Furthermore, the population of a genetic algorithm only represents a sample of limited size of the search space G. This limits the reproduction of the schemata but also makes statements about probabilities in general more complicated. Since we only have samples of the schemata H and cannot be sure if v(H)t really represents the average fitness of all the members of the schema (that is why we annotate it with t instead of writing v(H)).
Thus, even reproduction operators which preserve the instances of the schema may lead to a decrease of v(H)t+.. by time. It is also possible that parts of the population already have converged and other members of a schema will not be explored anymore, so we do not get further information about its real utility.
Additionally, we cannot know if it is really good if one specific schema spreads fast, even it is very fit. Remember that we have already discussed the exploration versus exploitation topic and the importance of diversity inSection 1.4.2 on page 41.
Another issue is that we implicitly assume that most schemata are compatible and can be combined, i. e., that there is low interaction between different genes. This is also not generally valid: Epistatic effects, for instance, can lead to schema incompatibilities. The expressiveness of masks and blueprints even is limited and can be argued that there are properties which we cannot specify with them. Take the set D3 of numbers divisible by three for example D3={3, 6, 9, 12, ..}. Representing them as binary strings will lead to D3= {0011, 0110, 1001, 1100, . . . } if we have a bit-string genome of the length 4. Obviously, we cannot seize these genotypes in a schema using the discussed approach. They may, however, be gathered in a forma. The Schema Theorem, however, cannot hold for such a forma since the probability p of destruction may be different from instance to instance.
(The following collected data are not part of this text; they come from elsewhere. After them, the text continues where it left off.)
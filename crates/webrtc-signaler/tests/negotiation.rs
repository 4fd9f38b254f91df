mod support;

use std::sync::Arc;
use std::sync::atomic::{AtomicBool, Ordering};
use std::time::Duration;

use async_trait::async_trait;

use webrtc_signaler::loopback::LoopbackSet;
use webrtc_signaler::mock::{MockOp, MockPeer};
use webrtc_signaler::{
    Candidate, NegotiationResult, SignalDescription, SignalError, SignalResult, SignalState,
    Signaler, SignalerConfig, SignalerSet,
};

use support::{eventually, init_tracing, mock_pair, mock_pair_with, with_end};

#[test_timeout::tokio_timeout_test(10)]
async fn single_round_exchanges_descriptions_and_candidates() {
    init_tracing();
    let pair = mock_pair();

    pair.a.negotiate().await.expect("negotiation succeeds");

    assert_eq!(pair.a.state(), SignalState::Idle);
    assert_eq!(pair.b.state(), SignalState::Idle);

    let a_local = pair.a_peer.local_descriptions();
    let b_local = pair.b_peer.local_descriptions();
    assert_eq!(a_local.len(), 1);
    assert!(a_local[0].is_offer());
    assert_eq!(pair.b_peer.remote_descriptions(), a_local);
    assert_eq!(b_local.len(), 1);
    assert!(!b_local[0].is_offer());
    assert_eq!(pair.a_peer.remote_descriptions(), b_local);

    assert_eq!(
        pair.b_peer.remote_candidates(),
        with_end(pair.a_peer.configured_candidates())
    );
    assert_eq!(
        pair.a_peer.remote_candidates(),
        with_end(pair.b_peer.configured_candidates())
    );
}

#[test_timeout::tokio_timeout_test(10)]
async fn priority_side_can_initiate() {
    init_tracing();
    let pair = mock_pair();

    pair.b.negotiate().await.expect("negotiation succeeds");
    pair.a.negotiate().await.expect("second negotiation succeeds");

    assert_eq!(pair.b_peer.offers_created(), 1);
    assert_eq!(pair.a_peer.offers_created(), 1);
    assert_eq!(pair.a_peer.answers_created(), 1);
    assert_eq!(pair.b_peer.answers_created(), 1);
}

#[test_timeout::tokio_timeout_test(10)]
async fn callers_queued_behind_a_round_share_one_more_round() {
    init_tracing();
    let pair = mock_pair();
    let release = pair.a_peer.hold_next(MockOp::CreateOffer);

    let first = tokio::spawn({
        let a = pair.a.clone();
        async move { a.negotiate().await }
    });
    eventually(|| pair.a.state() == SignalState::Offering).await;

    let queued: Vec<_> = (0..3)
        .map(|_| {
            let a = pair.a.clone();
            tokio::spawn(async move { a.negotiate().await })
        })
        .collect();
    eventually(|| pair.a.queued().pending == 3).await;

    release.send(()).expect("round still parked");

    assert_eq!(first.await.unwrap(), Ok(()));
    for caller in queued {
        assert_eq!(caller.await.unwrap(), Ok(()));
    }
    assert_eq!(pair.a_peer.offers_created(), 2);
    assert_eq!(pair.a.queued().pending, 0);
    assert_eq!(pair.a.state(), SignalState::Idle);
}

#[test_timeout::tokio_timeout_test(10)]
async fn every_member_of_a_batch_sees_the_same_failure() {
    init_tracing();
    let pair = mock_pair();
    let release = pair.a_peer.hold_next(MockOp::CreateOffer);
    pair.a_peer.fail_next(MockOp::SetLocal);
    pair.a_peer.fail_next(MockOp::SetLocal);

    let first = tokio::spawn({
        let a = pair.a.clone();
        async move { a.negotiate().await }
    });
    eventually(|| pair.a.state() == SignalState::Offering).await;
    let queued: Vec<_> = (0..3)
        .map(|_| {
            let a = pair.a.clone();
            tokio::spawn(async move { a.negotiate().await })
        })
        .collect();
    eventually(|| pair.a.queued().pending == 3).await;
    release.send(()).expect("round still parked");

    let expected = Err(SignalError::Peer("a: injected SetLocal failure".into()));
    assert_eq!(first.await.unwrap(), expected);
    for caller in queued {
        assert_eq!(caller.await.unwrap(), expected);
    }
    assert_eq!(pair.a_peer.offers_created(), 2);

    // the pair recovers once the failures are used up
    pair.a.negotiate().await.expect("negotiation succeeds");
    assert_eq!(pair.b.state(), SignalState::Idle);
}

#[test_timeout::tokio_timeout_test(10)]
async fn glare_is_won_by_the_priority_side() {
    init_tracing();
    let pair = mock_pair();
    let release_a = pair.a_peer.hold_next(MockOp::CreateOffer);
    let release_b = pair.b_peer.hold_next(MockOp::CreateOffer);

    let a_first = tokio::spawn({
        let a = pair.a.clone();
        async move { a.negotiate().await }
    });
    let b_round = tokio::spawn({
        let b = pair.b.clone();
        async move { b.negotiate().await }
    });
    eventually(|| {
        pair.a.state() == SignalState::Offering && pair.b.state() == SignalState::Offering
    })
    .await;
    let a_second = tokio::spawn({
        let a = pair.a.clone();
        async move { a.negotiate().await }
    });
    eventually(|| pair.a.queued().pending == 1).await;

    release_a.send(()).expect("a parked");
    release_b.send(()).expect("b parked");

    assert_eq!(b_round.await.unwrap(), Ok(()));
    assert_eq!(a_first.await.unwrap(), Ok(()));
    assert_eq!(a_second.await.unwrap(), Ok(()));

    // a conceded: its offer was never applied and nothing else was offered
    assert_eq!(pair.a_peer.offers_created(), 1);
    assert_eq!(pair.a_peer.answers_created(), 1);
    assert!(pair.a_peer.local_descriptions().iter().all(|d| !d.is_offer()));
    assert_eq!(pair.b_peer.offers_created(), 1);
    assert_eq!(pair.b_peer.answers_created(), 0);
    assert_eq!(pair.a.state(), SignalState::Idle);
    assert_eq!(pair.b.state(), SignalState::Idle);
}

#[test_timeout::tokio_timeout_test(10)]
async fn rejected_answer_reaches_conceded_callers() {
    init_tracing();
    let pair = mock_pair();
    let release_a = pair.a_peer.hold_next(MockOp::CreateOffer);
    let release_b = pair.b_peer.hold_next(MockOp::CreateOffer);
    pair.b_peer.fail_next(MockOp::SetRemote);

    let a_round = tokio::spawn({
        let a = pair.a.clone();
        async move { a.negotiate().await }
    });
    let b_round = tokio::spawn({
        let b = pair.b.clone();
        async move { b.negotiate().await }
    });
    eventually(|| {
        pair.a.state() == SignalState::Offering && pair.b.state() == SignalState::Offering
    })
    .await;
    release_a.send(()).expect("a parked");
    release_b.send(()).expect("b parked");

    assert_eq!(
        b_round.await.unwrap(),
        Err(SignalError::Peer("b: injected SetRemote failure".into()))
    );
    assert_eq!(a_round.await.unwrap(), Err(SignalError::PeerRejectedAnswer));

    // the rejection went out as an empty batch and nothing else crossed from b
    assert_eq!(pair.b_to_a.batches(), vec![Vec::<Candidate>::new()]);
    assert!(pair.a_peer.remote_candidates().is_empty());
    assert_eq!(pair.a.state(), SignalState::Idle);
    assert_eq!(pair.b.state(), SignalState::Idle);

    pair.a.negotiate().await.expect("pair recovers");
}

#[test_timeout::tokio_timeout_test(10)]
async fn sentinel_is_delivered_once_and_last() {
    init_tracing();
    let pair = mock_pair();
    let candidates: Vec<Candidate> = (1..=6)
        .map(|n| Candidate::new(format!("candidate:{n} 1 udp 1 10.0.0.{n} 4000 typ host")))
        .collect();
    pair.a_peer.set_candidates(candidates.clone());
    pair.a_peer.set_gather_delay(Duration::ZERO);

    pair.a.negotiate().await.expect("negotiation succeeds");

    let batches = pair.a_to_b.batches();
    assert!(batches.iter().all(|batch| !batch.is_empty()));
    let flat: Vec<Candidate> = batches.iter().flatten().cloned().collect();
    assert_eq!(flat, with_end(candidates));
    assert_eq!(flat.iter().filter(|c| c.is_end()).count(), 1);
    let last = batches.last().expect("at least one batch");
    assert!(last.last().is_some_and(Candidate::is_end));
}

#[test_timeout::tokio_timeout_test(10)]
async fn description_hook_applies_to_offers_and_answers() {
    init_tracing();
    let pair = mock_pair_with(
        SignalerConfig::new(false).with_alter_description(|d| d.sdp.push_str("a=x-from-a\r\n")),
        SignalerConfig::new(true).with_alter_description(|d| d.sdp.push_str("a=x-from-b\r\n")),
    );

    pair.a.negotiate().await.expect("negotiation succeeds");

    let offers = pair.a_to_b.offers();
    assert_eq!(offers.len(), 1);
    assert!(offers[0].sdp.ends_with("a=x-from-a\r\n"));
    assert_eq!(pair.a_peer.local_descriptions(), offers);
    let answer = &pair.a_peer.remote_descriptions()[0];
    assert!(answer.sdp.ends_with("a=x-from-b\r\n"));
}

#[test_timeout::tokio_timeout_test(10)]
async fn close_releases_queued_callers() {
    init_tracing();
    let pair = mock_pair();
    let release = pair.a_peer.hold_next(MockOp::CreateOffer);

    let first = tokio::spawn({
        let a = pair.a.clone();
        async move { a.negotiate().await }
    });
    eventually(|| pair.a.state() == SignalState::Offering).await;
    let queued: Vec<_> = (0..2)
        .map(|_| {
            let a = pair.a.clone();
            tokio::spawn(async move { a.negotiate().await })
        })
        .collect();
    eventually(|| pair.a.queued().pending == 2).await;

    pair.a.close();
    for caller in queued {
        assert_eq!(caller.await.unwrap(), Err(SignalError::Closed));
    }

    let _ = release.send(());
    assert!(first.await.unwrap().is_err());
    assert!(pair.a.is_closed());
    assert_eq!(pair.a.negotiate().await, Err(SignalError::Closed));
    assert_eq!(pair.b.state(), SignalState::Idle);
}

#[test_timeout::tokio_timeout_test(10)]
async fn failed_candidate_round_leaves_no_stale_candidates() {
    init_tracing();
    let pair = mock_pair();
    pair.b_peer.fail_next(MockOp::AddCandidate);

    assert_eq!(
        pair.a.negotiate().await,
        Err(SignalError::Peer("b: injected AddCandidate failure".into()))
    );
    assert_eq!(pair.a.state(), SignalState::Idle);
    assert_eq!(pair.b.state(), SignalState::Idle);
    assert!(pair.b_peer.remote_candidates().is_empty());

    pair.a.negotiate().await.expect("next round succeeds");
    assert_eq!(
        pair.b_peer.remote_candidates(),
        with_end(pair.a_peer.configured_candidates())
    );
    assert_eq!(
        pair.a_peer.remote_candidates(),
        with_end(pair.b_peer.configured_candidates())
    );
}

#[test_timeout::tokio_timeout_test(10)]
async fn answer_side_failure_reaches_the_offerer() {
    init_tracing();
    let pair = mock_pair();
    pair.b_peer.fail_next(MockOp::CreateAnswer);

    assert_eq!(
        pair.a.negotiate().await,
        Err(SignalError::Peer("b: injected CreateAnswer failure".into()))
    );
    assert_eq!(pair.a.state(), SignalState::Idle);
    assert_eq!(pair.b.state(), SignalState::Idle);
    assert!(pair.a_peer.local_descriptions().is_empty());

    pair.a.negotiate().await.expect("next round succeeds");
    assert_eq!(pair.b_peer.answers_created(), 1);
    assert_eq!(
        pair.b_peer.remote_candidates(),
        with_end(pair.a_peer.configured_candidates())
    );
}

/// Delivers offers to the remote side but loses the first reply on the way back.
struct LostReplySet {
    inner: Arc<dyn SignalerSet>,
    lost: AtomicBool,
}

#[async_trait]
impl SignalerSet for LostReplySet {
    async fn answer(&self, offer: SignalDescription) -> SignalResult<SignalDescription> {
        let reply = self.inner.answer(offer).await;
        if !self.lost.swap(true, Ordering::SeqCst) {
            return Err(SignalError::Transport("reply lost".into()));
        }
        reply
    }

    async fn candidate_add(&self, candidates: Vec<Candidate>) -> NegotiationResult {
        self.inner.candidate_add(candidates).await
    }
}

#[test_timeout::tokio_timeout_test(10)]
async fn lost_answer_reply_releases_the_answering_side() {
    init_tracing();
    let a_peer = MockPeer::new("a");
    let b_peer = MockPeer::new("b");
    let to_b = Arc::new(LoopbackSet::new());
    let to_a = Arc::new(LoopbackSet::new());
    let lossy = Arc::new(LostReplySet {
        inner: to_b.clone(),
        lost: AtomicBool::new(false),
    });
    let a = Signaler::new(a_peer.clone(), lossy, SignalerConfig::new(false));
    let b = Signaler::new(b_peer.clone(), to_a.clone(), SignalerConfig::new(true));
    to_b.bind(&b);
    to_a.bind(&a);

    assert_eq!(
        a.negotiate().await,
        Err(SignalError::Transport("reply lost".into()))
    );
    assert_eq!(b_peer.answers_created(), 1);
    assert_eq!(a.state(), SignalState::Idle);
    assert_eq!(b.state(), SignalState::Idle);

    b.negotiate().await.expect("answering side can offer again");
    a.negotiate().await.expect("offering side recovers");
    assert_eq!(a.state(), SignalState::Idle);
    assert_eq!(b.state(), SignalState::Idle);
    // nothing from the abandoned answer reached a
    let round = with_end(b_peer.configured_candidates());
    assert_eq!(a_peer.remote_candidates(), [round.clone(), round].concat());
}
3.6.5 The Building Block Hypothesis
According to Harik [265], the substructure of a genotype which allows it to match to a schema is called a building block. The Building Block Hypothesis (BBH) proposed by Goldberg [197], Holland [136] is based on two assumptions:
1. When a genetic algorithm solves a problem, there exist some low-order, low-defining length schemata with above-average fitness (the so-called building blocks).
2. These schemata are combined step by step by the genetic algorithm in order to form larger and better strings. By using the building blocks instead of testing any possible bi-nary configuration, genetic algorithms efficiently decrease the complexity of the problem.
[197]
Although it seems as if the Building Block Hypothesis is supported by the Schema Theorem, this cannot be verified easily. Experiments that originally were intended to proof this theory often did not work out as planned [883] (and also consider the criticisms of the Schema Theorem mentioned in the previous section). In general, there exists much criticism of the Building Block Hypothesis and, although it is a very nice model, it cannot yet be considered as proven sufficiently.